# WORK REQUIRED
Run through the data and copy out every line that mentions the word "engine".

────────────────────────────────────────

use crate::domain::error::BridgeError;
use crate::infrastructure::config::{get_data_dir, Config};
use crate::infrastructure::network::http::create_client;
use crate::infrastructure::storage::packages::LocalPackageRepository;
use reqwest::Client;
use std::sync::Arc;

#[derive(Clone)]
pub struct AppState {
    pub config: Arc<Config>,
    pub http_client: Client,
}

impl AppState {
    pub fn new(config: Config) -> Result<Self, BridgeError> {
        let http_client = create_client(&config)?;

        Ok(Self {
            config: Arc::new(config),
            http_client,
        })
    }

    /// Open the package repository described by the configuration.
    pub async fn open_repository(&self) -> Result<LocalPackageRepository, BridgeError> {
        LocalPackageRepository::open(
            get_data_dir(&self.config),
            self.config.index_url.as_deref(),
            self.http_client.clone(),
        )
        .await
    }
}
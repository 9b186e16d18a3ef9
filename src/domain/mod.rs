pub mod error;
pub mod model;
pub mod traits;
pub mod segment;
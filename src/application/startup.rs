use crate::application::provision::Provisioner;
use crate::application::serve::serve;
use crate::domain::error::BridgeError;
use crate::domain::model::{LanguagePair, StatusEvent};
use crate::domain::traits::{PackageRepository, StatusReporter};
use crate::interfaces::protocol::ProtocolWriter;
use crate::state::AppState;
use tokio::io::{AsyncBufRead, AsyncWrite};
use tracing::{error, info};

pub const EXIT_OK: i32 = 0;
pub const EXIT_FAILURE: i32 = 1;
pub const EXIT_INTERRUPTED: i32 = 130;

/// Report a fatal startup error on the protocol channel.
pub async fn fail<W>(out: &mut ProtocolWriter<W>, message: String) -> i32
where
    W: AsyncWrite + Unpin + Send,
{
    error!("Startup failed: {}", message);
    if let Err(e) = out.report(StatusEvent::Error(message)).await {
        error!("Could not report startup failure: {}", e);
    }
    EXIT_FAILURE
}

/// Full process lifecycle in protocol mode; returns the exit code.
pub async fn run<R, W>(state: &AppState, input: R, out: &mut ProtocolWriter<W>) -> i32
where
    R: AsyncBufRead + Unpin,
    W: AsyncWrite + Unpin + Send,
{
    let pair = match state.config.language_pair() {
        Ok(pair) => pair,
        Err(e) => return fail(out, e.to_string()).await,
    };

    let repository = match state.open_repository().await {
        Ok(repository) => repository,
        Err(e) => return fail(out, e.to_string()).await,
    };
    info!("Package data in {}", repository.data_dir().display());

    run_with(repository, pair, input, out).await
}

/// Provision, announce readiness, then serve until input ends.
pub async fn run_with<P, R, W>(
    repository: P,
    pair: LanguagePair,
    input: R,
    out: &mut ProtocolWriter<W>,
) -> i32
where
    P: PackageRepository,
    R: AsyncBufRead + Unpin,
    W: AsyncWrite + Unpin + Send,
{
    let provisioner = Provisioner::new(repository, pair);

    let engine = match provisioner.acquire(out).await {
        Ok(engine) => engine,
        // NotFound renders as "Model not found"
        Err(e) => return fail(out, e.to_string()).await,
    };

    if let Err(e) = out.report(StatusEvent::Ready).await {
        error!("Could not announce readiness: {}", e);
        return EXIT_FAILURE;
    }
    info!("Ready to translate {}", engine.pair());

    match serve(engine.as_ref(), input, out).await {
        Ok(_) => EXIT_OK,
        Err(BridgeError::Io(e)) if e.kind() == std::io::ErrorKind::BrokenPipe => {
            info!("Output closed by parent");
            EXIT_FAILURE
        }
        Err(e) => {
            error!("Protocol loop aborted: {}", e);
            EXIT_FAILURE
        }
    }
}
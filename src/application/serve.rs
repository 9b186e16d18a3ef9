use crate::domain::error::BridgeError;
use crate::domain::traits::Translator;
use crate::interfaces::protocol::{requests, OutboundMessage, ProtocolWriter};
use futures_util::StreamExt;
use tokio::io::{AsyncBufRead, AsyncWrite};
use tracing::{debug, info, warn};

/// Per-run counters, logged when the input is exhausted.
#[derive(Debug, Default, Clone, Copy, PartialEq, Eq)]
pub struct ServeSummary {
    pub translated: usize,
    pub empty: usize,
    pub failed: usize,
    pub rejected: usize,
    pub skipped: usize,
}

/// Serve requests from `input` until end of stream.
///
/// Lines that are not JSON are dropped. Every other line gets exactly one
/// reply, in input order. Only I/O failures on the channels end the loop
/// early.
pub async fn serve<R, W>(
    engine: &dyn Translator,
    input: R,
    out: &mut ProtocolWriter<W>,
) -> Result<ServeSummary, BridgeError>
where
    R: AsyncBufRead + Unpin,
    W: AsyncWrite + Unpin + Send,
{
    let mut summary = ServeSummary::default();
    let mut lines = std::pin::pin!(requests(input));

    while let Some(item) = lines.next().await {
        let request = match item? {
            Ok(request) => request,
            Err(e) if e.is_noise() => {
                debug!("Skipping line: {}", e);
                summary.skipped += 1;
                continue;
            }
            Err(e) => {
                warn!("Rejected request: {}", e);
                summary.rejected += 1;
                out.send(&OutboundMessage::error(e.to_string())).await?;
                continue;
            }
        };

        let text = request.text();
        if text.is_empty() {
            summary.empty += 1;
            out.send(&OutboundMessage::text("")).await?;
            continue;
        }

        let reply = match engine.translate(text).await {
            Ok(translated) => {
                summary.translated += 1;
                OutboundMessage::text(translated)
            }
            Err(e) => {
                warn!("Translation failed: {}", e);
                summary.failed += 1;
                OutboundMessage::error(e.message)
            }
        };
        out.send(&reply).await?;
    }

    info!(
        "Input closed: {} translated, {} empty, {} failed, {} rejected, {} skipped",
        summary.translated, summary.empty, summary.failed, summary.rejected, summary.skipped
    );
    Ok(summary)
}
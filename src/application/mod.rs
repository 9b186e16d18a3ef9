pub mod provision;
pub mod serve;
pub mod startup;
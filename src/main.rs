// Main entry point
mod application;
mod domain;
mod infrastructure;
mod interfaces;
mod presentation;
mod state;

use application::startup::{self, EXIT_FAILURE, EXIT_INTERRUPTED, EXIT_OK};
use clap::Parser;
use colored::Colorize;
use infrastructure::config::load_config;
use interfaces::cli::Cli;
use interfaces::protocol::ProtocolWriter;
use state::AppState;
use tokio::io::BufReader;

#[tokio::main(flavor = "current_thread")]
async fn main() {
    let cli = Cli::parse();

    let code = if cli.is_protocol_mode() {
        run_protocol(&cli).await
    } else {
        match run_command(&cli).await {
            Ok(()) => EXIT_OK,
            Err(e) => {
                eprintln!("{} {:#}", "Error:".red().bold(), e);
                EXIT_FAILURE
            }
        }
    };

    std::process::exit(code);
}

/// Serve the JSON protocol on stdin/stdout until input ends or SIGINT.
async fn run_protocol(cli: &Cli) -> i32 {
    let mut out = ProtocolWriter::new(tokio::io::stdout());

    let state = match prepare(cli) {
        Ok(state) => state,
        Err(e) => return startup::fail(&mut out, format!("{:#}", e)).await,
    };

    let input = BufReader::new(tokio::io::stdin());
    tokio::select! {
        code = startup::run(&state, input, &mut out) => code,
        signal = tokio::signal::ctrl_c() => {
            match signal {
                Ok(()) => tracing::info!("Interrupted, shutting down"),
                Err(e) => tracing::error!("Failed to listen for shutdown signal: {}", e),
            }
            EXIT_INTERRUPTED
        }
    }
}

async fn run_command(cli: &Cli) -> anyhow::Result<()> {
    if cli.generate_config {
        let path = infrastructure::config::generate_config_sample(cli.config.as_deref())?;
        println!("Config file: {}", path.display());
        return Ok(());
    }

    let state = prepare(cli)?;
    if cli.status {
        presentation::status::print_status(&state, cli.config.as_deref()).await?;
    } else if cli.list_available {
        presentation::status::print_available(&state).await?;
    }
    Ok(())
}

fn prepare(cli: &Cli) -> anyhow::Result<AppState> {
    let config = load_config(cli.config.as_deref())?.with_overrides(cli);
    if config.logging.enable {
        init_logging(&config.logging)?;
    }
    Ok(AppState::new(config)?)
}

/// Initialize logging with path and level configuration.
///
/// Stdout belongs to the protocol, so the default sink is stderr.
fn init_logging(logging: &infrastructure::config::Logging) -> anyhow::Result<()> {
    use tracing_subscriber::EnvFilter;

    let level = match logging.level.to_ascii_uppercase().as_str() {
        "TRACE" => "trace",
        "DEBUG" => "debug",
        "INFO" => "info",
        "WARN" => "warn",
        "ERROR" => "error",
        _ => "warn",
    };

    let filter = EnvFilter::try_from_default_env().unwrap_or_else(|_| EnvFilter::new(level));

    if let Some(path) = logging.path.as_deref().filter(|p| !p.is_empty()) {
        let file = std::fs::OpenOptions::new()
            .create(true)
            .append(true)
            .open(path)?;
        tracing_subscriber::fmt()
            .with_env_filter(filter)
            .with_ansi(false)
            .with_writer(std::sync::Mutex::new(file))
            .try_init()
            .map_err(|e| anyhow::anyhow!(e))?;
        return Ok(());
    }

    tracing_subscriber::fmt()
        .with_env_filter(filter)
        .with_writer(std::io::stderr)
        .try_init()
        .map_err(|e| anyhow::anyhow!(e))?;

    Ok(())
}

────────────────────────────────────────

# PROBLEM SOLUTION
    let engine = match provisioner.acquire(out).await {
        Ok(engine) => engine,
    info!("Ready to translate {}", engine.pair());
    match serve(engine.as_ref(), input, out).await {
    engine: &dyn Translator,
        let reply = match engine.translate(text).await {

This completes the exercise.